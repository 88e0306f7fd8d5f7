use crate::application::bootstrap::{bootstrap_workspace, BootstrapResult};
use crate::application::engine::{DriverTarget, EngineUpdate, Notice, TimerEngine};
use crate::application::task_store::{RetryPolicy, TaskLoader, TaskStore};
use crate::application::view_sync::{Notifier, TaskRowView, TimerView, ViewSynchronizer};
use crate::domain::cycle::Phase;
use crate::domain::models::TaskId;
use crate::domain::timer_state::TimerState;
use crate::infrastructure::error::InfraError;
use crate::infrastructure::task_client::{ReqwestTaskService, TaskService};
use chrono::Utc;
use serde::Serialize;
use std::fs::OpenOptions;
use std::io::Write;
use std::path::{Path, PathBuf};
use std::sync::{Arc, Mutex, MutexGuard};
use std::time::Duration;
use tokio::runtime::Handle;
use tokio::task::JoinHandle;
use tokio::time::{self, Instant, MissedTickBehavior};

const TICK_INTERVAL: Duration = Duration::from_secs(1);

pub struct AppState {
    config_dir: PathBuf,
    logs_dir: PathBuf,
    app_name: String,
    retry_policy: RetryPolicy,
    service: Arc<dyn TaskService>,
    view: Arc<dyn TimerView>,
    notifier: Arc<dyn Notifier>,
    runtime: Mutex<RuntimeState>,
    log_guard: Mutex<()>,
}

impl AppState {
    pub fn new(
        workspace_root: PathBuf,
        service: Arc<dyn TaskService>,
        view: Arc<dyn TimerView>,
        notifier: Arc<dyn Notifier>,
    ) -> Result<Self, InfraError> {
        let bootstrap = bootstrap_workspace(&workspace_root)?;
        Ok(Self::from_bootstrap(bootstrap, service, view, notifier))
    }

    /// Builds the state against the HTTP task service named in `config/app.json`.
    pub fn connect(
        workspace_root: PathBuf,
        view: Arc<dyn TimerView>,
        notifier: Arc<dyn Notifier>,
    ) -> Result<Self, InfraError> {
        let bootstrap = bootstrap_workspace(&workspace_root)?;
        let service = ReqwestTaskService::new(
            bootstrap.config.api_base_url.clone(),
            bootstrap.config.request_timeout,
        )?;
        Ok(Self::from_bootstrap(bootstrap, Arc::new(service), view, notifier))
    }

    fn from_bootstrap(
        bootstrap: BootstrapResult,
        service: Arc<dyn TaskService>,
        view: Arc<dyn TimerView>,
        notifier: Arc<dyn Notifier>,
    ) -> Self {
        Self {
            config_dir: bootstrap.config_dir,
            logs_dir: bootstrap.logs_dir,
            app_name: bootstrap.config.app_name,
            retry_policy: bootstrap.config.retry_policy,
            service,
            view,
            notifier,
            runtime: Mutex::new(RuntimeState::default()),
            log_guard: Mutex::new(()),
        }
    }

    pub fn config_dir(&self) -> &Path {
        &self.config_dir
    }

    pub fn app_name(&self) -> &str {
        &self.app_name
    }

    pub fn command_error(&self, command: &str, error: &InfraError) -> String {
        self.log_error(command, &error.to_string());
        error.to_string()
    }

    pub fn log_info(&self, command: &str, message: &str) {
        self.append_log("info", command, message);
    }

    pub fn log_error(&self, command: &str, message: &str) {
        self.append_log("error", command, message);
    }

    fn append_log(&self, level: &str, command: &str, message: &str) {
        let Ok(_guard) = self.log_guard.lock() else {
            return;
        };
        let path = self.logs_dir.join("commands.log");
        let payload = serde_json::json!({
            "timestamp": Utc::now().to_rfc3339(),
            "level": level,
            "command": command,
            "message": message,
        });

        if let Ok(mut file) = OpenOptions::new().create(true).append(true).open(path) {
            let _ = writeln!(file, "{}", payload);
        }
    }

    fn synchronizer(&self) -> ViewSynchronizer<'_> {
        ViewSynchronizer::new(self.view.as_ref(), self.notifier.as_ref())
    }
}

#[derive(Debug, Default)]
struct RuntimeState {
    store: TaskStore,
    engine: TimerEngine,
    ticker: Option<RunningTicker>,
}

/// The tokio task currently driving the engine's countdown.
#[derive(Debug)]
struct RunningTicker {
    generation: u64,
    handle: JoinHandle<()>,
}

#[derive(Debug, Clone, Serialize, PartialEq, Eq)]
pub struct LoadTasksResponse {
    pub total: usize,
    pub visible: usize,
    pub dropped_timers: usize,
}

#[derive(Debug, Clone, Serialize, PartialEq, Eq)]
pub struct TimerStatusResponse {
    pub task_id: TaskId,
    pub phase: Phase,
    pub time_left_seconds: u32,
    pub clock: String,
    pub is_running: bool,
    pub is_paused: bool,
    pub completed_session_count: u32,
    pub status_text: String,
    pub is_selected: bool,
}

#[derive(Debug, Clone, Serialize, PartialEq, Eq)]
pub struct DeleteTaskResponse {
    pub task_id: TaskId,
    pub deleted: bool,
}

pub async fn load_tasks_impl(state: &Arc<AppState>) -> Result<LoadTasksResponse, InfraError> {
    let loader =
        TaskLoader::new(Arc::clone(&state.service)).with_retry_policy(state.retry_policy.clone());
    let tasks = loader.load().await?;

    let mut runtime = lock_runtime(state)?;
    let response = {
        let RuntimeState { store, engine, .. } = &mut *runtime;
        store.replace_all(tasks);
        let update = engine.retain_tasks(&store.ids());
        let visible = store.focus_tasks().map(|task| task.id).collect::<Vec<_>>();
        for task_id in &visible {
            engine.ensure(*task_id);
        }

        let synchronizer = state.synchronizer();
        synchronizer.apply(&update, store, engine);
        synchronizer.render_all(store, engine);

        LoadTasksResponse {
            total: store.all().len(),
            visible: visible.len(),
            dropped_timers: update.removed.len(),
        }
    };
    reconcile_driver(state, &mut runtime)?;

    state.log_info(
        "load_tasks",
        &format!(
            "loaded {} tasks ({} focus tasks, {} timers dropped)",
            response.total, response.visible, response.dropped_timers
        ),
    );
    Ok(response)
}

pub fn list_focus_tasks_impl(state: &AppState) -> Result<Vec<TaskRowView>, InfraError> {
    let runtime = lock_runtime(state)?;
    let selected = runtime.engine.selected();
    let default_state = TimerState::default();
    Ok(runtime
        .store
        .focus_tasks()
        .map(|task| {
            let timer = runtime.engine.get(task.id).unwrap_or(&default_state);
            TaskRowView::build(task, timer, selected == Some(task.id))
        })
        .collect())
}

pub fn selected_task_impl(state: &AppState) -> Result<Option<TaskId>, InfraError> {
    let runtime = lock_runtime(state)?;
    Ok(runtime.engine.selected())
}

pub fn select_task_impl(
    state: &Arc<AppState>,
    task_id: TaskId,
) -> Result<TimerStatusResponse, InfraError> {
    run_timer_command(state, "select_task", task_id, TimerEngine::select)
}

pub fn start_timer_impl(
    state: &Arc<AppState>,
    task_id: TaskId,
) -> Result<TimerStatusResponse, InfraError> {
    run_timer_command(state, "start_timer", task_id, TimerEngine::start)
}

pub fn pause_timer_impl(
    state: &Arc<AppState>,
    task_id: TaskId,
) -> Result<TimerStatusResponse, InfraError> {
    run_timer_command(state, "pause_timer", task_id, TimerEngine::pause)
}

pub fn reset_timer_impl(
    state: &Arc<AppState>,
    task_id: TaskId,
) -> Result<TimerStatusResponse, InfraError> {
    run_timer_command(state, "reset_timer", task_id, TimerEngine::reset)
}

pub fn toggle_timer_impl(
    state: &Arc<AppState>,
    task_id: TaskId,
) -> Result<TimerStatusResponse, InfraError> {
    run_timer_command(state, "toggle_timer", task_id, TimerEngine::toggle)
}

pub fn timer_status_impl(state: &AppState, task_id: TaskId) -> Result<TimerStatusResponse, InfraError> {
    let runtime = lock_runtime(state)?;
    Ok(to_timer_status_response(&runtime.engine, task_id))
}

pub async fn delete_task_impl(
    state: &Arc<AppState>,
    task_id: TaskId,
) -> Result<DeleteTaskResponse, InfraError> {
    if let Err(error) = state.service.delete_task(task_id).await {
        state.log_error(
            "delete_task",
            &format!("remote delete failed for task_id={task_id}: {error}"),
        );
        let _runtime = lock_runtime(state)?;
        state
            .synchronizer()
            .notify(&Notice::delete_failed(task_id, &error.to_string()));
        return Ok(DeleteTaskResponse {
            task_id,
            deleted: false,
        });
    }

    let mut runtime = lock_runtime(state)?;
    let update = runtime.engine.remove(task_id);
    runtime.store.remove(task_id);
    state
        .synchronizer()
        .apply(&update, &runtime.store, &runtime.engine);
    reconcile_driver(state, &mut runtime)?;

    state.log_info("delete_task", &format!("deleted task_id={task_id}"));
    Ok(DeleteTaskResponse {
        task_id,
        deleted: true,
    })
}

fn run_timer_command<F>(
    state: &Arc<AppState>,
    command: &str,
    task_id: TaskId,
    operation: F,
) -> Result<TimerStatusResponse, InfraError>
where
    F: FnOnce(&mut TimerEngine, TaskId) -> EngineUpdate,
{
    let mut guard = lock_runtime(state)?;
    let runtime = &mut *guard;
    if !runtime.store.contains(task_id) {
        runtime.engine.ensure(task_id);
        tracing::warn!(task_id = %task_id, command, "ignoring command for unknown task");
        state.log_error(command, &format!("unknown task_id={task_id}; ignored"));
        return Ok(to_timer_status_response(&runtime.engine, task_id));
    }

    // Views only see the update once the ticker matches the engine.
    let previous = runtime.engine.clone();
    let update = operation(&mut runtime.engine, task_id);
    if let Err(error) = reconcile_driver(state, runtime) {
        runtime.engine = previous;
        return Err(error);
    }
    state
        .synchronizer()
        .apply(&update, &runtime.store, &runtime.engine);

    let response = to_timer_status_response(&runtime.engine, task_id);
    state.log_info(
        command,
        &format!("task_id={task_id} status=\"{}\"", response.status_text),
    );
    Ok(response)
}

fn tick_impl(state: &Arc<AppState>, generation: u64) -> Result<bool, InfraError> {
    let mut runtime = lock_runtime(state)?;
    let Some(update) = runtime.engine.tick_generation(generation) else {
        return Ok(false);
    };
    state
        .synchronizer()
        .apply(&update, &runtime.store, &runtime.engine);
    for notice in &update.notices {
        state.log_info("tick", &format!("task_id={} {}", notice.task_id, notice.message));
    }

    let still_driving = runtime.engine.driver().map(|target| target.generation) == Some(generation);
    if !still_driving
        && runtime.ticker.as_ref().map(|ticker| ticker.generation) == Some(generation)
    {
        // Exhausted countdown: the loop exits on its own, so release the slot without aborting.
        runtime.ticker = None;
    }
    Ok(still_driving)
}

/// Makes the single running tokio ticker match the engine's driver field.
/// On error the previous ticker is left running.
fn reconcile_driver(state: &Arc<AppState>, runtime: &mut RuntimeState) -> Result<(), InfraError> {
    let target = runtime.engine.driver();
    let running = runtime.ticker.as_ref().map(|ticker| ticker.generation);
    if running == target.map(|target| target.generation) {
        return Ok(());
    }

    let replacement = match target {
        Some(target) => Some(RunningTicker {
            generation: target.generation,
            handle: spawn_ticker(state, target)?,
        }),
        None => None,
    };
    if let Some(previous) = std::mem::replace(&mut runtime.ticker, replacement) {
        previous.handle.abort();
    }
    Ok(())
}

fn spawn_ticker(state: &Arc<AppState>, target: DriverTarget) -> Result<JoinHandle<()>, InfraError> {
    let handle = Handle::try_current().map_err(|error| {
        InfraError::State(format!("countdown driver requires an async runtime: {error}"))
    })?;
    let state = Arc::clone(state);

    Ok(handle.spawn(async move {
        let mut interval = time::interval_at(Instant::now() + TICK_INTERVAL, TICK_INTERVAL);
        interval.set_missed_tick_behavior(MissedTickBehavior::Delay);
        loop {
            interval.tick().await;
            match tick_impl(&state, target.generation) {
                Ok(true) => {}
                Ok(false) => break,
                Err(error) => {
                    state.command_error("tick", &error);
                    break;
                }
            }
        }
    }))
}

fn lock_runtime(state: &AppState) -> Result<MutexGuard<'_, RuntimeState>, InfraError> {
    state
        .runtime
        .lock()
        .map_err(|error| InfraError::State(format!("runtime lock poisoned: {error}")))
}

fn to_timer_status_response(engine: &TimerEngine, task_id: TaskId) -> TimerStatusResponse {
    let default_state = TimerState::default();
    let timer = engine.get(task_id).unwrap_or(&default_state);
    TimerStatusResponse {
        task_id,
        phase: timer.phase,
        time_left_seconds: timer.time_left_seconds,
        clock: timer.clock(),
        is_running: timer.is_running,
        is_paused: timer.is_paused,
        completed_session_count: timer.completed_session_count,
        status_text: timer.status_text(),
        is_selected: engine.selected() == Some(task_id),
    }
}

○ ○ ○ ○

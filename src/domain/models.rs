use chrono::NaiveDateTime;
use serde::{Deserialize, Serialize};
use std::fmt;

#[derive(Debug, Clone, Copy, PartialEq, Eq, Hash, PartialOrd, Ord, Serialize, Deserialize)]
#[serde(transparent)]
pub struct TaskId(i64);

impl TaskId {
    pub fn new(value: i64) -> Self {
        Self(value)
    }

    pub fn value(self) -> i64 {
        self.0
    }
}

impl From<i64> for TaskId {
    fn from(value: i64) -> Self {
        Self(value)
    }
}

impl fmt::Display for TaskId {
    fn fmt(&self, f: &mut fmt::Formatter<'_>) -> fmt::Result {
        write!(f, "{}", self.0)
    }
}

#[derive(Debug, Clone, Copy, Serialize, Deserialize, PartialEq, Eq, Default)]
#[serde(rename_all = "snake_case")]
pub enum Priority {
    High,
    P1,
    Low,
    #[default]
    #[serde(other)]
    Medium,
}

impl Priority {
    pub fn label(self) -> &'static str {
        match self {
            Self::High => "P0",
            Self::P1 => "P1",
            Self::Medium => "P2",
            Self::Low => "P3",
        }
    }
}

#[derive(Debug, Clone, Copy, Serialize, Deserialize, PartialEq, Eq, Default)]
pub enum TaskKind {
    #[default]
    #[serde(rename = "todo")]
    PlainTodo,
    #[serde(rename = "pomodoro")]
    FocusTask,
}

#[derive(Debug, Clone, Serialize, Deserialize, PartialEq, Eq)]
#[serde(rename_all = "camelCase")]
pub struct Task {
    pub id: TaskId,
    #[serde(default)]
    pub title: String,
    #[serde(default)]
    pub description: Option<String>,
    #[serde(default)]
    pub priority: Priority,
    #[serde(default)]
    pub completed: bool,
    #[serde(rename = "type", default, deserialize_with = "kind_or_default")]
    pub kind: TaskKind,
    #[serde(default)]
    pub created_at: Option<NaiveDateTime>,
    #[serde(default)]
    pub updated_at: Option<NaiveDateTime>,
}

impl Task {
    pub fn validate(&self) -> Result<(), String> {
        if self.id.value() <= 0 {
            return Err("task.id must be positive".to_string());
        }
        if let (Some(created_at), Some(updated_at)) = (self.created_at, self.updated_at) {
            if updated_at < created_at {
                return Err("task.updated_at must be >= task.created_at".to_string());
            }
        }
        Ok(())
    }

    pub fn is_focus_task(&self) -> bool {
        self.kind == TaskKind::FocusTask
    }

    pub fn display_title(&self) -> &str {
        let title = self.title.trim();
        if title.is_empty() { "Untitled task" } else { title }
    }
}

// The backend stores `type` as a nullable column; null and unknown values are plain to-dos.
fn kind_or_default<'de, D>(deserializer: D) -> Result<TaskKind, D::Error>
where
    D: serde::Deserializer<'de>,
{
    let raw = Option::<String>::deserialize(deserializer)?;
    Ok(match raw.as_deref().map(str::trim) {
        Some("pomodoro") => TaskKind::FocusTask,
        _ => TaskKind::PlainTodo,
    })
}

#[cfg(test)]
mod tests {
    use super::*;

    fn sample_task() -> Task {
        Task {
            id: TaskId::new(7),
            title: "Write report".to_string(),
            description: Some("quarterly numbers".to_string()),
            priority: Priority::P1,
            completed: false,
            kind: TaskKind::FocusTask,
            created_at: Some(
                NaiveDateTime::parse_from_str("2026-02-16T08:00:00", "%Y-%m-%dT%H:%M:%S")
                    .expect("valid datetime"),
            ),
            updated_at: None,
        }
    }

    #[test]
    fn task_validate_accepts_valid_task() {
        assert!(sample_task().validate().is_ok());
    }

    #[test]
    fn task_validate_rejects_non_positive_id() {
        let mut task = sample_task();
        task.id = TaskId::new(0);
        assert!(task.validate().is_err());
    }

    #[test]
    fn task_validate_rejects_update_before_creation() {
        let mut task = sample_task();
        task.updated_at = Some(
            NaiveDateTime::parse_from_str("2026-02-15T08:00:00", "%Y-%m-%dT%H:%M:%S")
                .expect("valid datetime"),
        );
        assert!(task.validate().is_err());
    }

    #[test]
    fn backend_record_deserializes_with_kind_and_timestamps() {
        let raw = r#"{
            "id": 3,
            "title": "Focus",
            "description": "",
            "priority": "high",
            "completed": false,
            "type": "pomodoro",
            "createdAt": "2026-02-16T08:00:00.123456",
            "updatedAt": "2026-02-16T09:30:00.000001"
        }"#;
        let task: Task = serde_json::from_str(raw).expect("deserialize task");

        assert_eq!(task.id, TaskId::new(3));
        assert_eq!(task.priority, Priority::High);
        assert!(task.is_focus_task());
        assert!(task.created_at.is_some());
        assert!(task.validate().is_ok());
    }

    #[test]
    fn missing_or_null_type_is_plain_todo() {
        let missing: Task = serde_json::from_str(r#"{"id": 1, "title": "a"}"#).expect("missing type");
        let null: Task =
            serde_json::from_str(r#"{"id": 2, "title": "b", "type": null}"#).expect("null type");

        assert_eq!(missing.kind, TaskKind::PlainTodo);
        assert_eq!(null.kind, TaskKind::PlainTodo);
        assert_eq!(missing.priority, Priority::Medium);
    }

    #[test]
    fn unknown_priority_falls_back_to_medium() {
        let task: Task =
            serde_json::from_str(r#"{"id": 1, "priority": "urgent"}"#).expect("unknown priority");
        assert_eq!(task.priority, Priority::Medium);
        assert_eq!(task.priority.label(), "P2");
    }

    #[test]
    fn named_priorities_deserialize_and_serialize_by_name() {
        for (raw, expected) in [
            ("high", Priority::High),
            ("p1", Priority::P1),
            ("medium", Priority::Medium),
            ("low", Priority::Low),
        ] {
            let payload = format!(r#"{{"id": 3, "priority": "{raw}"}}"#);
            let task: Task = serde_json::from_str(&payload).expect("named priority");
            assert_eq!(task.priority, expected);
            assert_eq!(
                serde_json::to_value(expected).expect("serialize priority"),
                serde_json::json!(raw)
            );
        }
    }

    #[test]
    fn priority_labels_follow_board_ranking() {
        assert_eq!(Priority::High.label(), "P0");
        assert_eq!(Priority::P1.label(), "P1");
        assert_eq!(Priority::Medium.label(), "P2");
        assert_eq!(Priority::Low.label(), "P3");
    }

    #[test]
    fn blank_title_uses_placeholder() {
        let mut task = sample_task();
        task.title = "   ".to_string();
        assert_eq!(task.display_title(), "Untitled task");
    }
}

○ ○ ○ ○

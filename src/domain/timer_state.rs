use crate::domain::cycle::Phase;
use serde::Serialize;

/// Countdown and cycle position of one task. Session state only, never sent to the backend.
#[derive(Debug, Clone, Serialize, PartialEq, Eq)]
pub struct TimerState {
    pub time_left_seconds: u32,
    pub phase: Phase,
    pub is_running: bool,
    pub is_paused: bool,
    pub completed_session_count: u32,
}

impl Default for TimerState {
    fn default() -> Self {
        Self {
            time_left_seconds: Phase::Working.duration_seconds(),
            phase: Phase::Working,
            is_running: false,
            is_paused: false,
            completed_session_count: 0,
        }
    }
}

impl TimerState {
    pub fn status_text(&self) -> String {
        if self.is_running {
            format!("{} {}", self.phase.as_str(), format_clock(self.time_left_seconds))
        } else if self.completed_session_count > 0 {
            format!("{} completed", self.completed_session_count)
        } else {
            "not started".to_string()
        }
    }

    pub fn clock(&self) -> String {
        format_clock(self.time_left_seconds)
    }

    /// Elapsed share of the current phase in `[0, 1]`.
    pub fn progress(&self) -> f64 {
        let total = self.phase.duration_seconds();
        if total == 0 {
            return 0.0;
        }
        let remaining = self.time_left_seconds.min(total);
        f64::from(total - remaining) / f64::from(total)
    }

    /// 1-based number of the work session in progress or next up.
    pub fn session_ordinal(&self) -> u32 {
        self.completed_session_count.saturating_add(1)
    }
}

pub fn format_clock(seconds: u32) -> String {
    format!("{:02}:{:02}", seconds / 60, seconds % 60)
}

○ ○ ○ ○

[TASK DIRECTIONS]:
Take every line above that includes the string "DeleteTaskResponse" and return it.

[RESULT OF THE EXERCISE]:
pub struct DeleteTaskResponse {
) -> Result<DeleteTaskResponse, InfraError> {
        return Ok(DeleteTaskResponse {
    Ok(DeleteTaskResponse {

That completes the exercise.